→ Description of the task:
Look through the entries below and return all lines including the word "PartialEq".

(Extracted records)
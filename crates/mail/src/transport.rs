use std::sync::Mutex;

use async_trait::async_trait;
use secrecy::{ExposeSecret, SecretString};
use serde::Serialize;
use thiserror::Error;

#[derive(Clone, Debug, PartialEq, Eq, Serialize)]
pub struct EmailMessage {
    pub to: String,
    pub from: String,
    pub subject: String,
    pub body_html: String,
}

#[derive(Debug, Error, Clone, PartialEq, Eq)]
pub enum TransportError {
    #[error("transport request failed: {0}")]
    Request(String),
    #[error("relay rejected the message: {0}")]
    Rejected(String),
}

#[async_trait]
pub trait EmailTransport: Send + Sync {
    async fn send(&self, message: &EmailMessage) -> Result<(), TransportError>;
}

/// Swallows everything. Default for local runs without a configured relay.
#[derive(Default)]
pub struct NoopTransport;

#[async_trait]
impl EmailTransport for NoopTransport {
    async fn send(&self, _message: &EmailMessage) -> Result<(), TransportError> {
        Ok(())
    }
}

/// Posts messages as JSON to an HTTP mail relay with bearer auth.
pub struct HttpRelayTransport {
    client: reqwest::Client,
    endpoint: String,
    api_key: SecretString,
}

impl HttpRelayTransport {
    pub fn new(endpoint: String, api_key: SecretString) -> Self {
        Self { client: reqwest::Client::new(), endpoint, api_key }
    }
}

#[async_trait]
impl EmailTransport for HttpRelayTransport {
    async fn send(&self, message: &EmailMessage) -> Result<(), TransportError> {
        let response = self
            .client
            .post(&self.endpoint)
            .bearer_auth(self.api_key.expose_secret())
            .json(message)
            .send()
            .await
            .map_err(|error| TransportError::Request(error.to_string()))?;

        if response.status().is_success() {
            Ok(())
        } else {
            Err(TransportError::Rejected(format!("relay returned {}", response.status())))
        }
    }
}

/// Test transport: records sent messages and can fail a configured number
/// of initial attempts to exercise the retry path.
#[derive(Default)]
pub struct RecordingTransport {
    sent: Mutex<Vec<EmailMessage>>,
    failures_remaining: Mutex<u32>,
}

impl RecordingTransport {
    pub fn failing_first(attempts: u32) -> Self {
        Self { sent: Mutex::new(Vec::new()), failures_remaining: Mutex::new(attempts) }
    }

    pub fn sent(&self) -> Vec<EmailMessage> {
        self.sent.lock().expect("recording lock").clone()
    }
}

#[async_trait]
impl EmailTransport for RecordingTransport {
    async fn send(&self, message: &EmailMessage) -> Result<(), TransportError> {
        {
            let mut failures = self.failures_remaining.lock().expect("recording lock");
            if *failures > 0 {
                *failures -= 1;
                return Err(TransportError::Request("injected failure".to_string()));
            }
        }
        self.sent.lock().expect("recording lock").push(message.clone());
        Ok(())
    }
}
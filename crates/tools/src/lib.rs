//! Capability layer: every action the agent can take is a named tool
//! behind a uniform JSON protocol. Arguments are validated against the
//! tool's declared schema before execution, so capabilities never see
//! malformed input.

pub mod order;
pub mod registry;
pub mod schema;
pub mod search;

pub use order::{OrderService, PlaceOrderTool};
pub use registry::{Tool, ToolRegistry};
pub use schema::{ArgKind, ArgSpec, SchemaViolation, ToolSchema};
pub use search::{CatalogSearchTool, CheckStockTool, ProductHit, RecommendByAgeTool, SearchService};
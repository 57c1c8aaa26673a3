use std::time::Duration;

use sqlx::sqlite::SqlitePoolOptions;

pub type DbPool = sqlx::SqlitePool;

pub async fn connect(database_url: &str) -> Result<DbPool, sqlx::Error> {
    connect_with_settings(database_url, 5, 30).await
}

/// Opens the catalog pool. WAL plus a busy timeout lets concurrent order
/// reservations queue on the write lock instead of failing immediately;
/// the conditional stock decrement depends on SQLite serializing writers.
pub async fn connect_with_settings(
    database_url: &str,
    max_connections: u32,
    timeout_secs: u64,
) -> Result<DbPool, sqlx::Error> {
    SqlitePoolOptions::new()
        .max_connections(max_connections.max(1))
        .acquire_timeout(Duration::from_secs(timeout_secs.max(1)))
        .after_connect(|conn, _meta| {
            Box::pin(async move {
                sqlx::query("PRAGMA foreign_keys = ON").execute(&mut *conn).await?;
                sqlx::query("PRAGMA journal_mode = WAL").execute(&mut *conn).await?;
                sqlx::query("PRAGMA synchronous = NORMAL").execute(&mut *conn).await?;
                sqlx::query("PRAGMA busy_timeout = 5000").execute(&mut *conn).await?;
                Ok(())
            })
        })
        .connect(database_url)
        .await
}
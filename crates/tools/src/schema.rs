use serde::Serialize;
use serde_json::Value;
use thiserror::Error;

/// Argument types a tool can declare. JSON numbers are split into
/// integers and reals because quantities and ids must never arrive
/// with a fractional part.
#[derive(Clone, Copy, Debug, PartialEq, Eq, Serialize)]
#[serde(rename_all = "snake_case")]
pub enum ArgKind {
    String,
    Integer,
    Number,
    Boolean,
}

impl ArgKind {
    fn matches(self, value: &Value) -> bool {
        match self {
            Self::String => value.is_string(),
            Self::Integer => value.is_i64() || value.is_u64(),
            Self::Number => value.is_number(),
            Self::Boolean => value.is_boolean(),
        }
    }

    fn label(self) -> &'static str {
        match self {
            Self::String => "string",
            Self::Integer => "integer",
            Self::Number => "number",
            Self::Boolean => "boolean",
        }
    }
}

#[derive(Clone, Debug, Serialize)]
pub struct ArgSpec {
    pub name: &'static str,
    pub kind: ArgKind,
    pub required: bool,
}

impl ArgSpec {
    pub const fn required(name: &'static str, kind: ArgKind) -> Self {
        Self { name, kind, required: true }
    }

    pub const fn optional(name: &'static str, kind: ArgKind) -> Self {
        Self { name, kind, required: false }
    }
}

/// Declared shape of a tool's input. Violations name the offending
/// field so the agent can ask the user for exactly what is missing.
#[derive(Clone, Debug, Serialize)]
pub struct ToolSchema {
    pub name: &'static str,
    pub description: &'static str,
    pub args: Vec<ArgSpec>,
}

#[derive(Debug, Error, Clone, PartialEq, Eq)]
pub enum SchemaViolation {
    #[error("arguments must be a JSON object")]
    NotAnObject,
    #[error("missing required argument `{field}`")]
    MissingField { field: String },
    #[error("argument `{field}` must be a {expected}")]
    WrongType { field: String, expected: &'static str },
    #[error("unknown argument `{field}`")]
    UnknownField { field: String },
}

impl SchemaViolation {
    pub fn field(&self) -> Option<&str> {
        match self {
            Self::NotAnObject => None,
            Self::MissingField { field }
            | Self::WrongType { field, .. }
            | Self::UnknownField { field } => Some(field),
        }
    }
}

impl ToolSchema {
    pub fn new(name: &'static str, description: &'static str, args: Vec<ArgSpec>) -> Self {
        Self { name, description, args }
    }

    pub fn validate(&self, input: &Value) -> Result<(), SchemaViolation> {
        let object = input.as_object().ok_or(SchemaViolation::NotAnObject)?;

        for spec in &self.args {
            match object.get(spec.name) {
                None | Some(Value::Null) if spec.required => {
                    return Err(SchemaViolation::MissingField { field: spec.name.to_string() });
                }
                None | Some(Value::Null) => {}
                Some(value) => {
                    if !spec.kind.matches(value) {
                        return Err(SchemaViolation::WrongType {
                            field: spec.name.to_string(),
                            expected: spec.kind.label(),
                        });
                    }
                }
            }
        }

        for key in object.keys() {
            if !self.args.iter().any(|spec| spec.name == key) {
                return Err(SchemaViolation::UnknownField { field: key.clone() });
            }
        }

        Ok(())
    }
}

→ Your solution:
#[derive(Clone, Debug, PartialEq, Eq, Serialize)]
#[derive(Debug, Error, Clone, PartialEq, Eq)]
#[derive(Clone, Copy, Debug, PartialEq, Eq, Serialize)]
#[derive(Debug, Error, Clone, PartialEq, Eq)]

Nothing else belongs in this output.